Chamamos ética não a um dever para com a Lei ou o Bem, nem
tampouco a um poder de segregar ou distinguir o puro do impuro, o joio do
trigo, o Bem do Mal, mas a uma capacidade da vida e do pensamento que
nos atravessa em selecionar, nos encontros que produzimos, algo
que nos faça ultrapassar as próprias condições da experiência condicionada pelo
social ou pelo poder, na direção de uma experiência liberadora,
como num aprendizado contínuo. Fazendo coexistir as diferenças, conectando-as
ao acaso dos espaços e dos tempos que as misturam e tornam seus encontros, ao
mesmo tempo, contingentes e necessários num plano comum de natureza adjacente
ao campo social, (pois a vida não existe fora dos encontros e dos
acontecimentos que lhe advém), afirmamos o que há de fatal nestes encontros, algo
como o sentido superior de tudo o que é. Pois é querendo o acontecimento no
próprio acontecimento, que liberamos algo que se distingue dos
simples fatos cotidianos.
A apropriação e
criação de regras e códigos que comandam a interpretação dos acontecimentos
pelos intérpretes do poder, seja do ponto de vista político, econômico ou
midiático, impõem o que se deve pensar, como se deve agir e em que ou quem
acreditar, sob a guilhotina dos prêmios ou dos castigos por Bem ou por Mal,
pelo útil ou nocivo, pelo legal ou ilegal, sempre conforme ao sentido dominante
dado pelo poder em questão.
A invenção dos fatos - ou do que deve ser
destacado como histórico ou possuindo sentido relevante, como o que faz a
notícia - é sempre dada no modo como o poder se apodera dos acontecimentos e
lhes confere significado, na maneira como essa verdade é produzida pelo poder,
a verdade do poder.
Encontramos algo
diferencial dos fatos nos acontecimentos
de uma sociedade e naquilo mesmo que nos acontece, pela simples razão
de vivermos em sociedade, sendo capazes de experimentar por nós mesmos
e apreender aquilo que constitui os acontecimentos, do mesmo modo que constituímos
os acontecimentos. Tornamo-nos acontecimentos! Encontramos algo
que duplica nossa experiência sensível e
casual em vivência necessária e experiência do
pensamento, isto é, algo como sentido ativo que nos
leva a contrair e antecipar o futuro, ganhando velocidade e
liberdade.

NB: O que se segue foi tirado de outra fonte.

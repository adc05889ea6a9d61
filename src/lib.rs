//! Flagpole - simulation core of a 2D side-scrolling platformer
//!
//! Core modules:
//! - `sim`: Deterministic simulation (physics, collisions, session state)
//! - `tuning`: Data-driven physics and scoring constants
//! - `controls`: Key bindings to per-tick input snapshots
//! - `audio`: One-shot sound cues for simulation events
//! - `highscores`: In-process leaderboard of stage clears

pub mod audio;
pub mod controls;
pub mod highscores;
pub mod sim;
pub mod tuning;

pub use highscores::HighScores;
pub use tuning::{ConfigError, Tuning};

/// Game configuration constants
pub mod consts {
    /// Simulation rate the tick counters are expressed in
    pub const TICKS_PER_SECOND: u32 = 60;

    /// Visible playfield
    pub const SCREEN_WIDTH: f32 = 800.0;
    pub const SCREEN_HEIGHT: f32 = 600.0;
    /// Full scrolling stage width
    pub const STAGE_WIDTH: f32 = 2400.0;

    /// Player hitbox
    pub const PLAYER_WIDTH: f32 = 32.0;
    pub const PLAYER_HEIGHT: f32 = 48.0;

    /// Downward acceleration per tick (y grows downward)
    pub const GRAVITY: f32 = 0.5;
    /// Vertical velocity applied on jump (negative = up)
    pub const JUMP_POWER: f32 = -12.0;
    /// Horizontal speed while a direction is held
    pub const MOVE_SPEED: f32 = 4.0;
    /// Terminal fall speed
    pub const MAX_FALL_SPEED: f32 = 15.0;
    /// Ticks between walk animation frame flips
    pub const WALK_ANIM_TICKS: u32 = 8;

    /// Score for a coin pickup
    pub const COIN_REWARD: u64 = 10;
    /// Score for stomping an enemy
    pub const STOMP_BONUS: u64 = 100;
    /// Upward bounce after a stomp
    pub const STOMP_BOUNCE: f32 = -8.0;
    /// Bonus per coin still uncollected when the goal is reached
    pub const REMAINING_COIN_BONUS: u64 = 50;

    /// Width of the goal trigger zone starting at the pole
    pub const GOAL_ZONE_WIDTH: f32 = 30.0;
    /// Flag descent per tick after the goal is reached
    pub const FLAG_STEP: f32 = 2.0;
    /// Gap kept between the lowered flag and the pole base
    pub const FLAG_TOP_MARGIN: f32 = 20.0;
    /// Ticks on the clear screen before restart input is accepted
    pub const RESTART_DELAY_TICKS: u64 = 30;
}
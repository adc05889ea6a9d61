//! Key bindings
//!
//! Turns the set of keys held this frame into a `TickInput`. Bindings are
//! plain data so a front end can load them from JSON.

use serde::{Deserialize, Serialize};

use crate::sim::TickInput;

/// Keys the default bindings refer to
#[derive(Debug, Clone, Copy, PartialEq, Eq, Hash, Serialize, Deserialize)]
pub enum Key {
    ArrowLeft,
    ArrowRight,
    ArrowUp,
    ArrowDown,
    A,
    D,
    W,
    S,
    Space,
    Enter,
    Escape,
}

/// Which keys drive each control
#[derive(Debug, Clone, PartialEq, Eq, Serialize, Deserialize)]
#[serde(default)]
pub struct KeyBindings {
    pub left: Vec<Key>,
    pub right: Vec<Key>,
    pub jump: Vec<Key>,
    pub restart: Vec<Key>,
}

impl Default for KeyBindings {
    fn default() -> Self {
        Self {
            left: vec![Key::ArrowLeft, Key::A],
            right: vec![Key::ArrowRight, Key::D],
            jump: vec![Key::Space, Key::ArrowUp, Key::W],
            // Shares Space with jump; the restart delay keeps a held jump from
            // skipping the clear screen
            restart: vec![Key::Space],
        }
    }
}

impl KeyBindings {
    /// Parse bindings from JSON; missing controls keep their defaults
    pub fn from_json(json: &str) -> Result<Self, serde_json::Error> {
        serde_json::from_str(json)
    }

    /// Input snapshot for the keys held this frame
    pub fn input(&self, held: &[Key]) -> TickInput {
        TickInput {
            left: any_held(&self.left, held),
            right: any_held(&self.right, held),
            jump: any_held(&self.jump, held),
            restart: any_held(&self.restart, held),
        }
    }
}

fn any_held(bound: &[Key], held: &[Key]) -> bool {
    bound.iter().any(|k| held.contains(k))
}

Assim se constitui uma cultura nômade e uma
memória virtual do futuro que nos distancia do presente
cristalizado e faz fugir todo poder paralisador da vida. Através do sentido
vivo em devir que não se deixa fixar ou capturar quando é rebatido
sobre o plano dos fatos ou das significações dominantes do poder constituído.
Deste ponto de vista, como poder-se-ia formar autênticos agentes sociais, isto
é, verdadeiros modificadores ou criadores de novas condições sociais de
existência? Como formar cidadãos livres no pleno sentido da palavra ?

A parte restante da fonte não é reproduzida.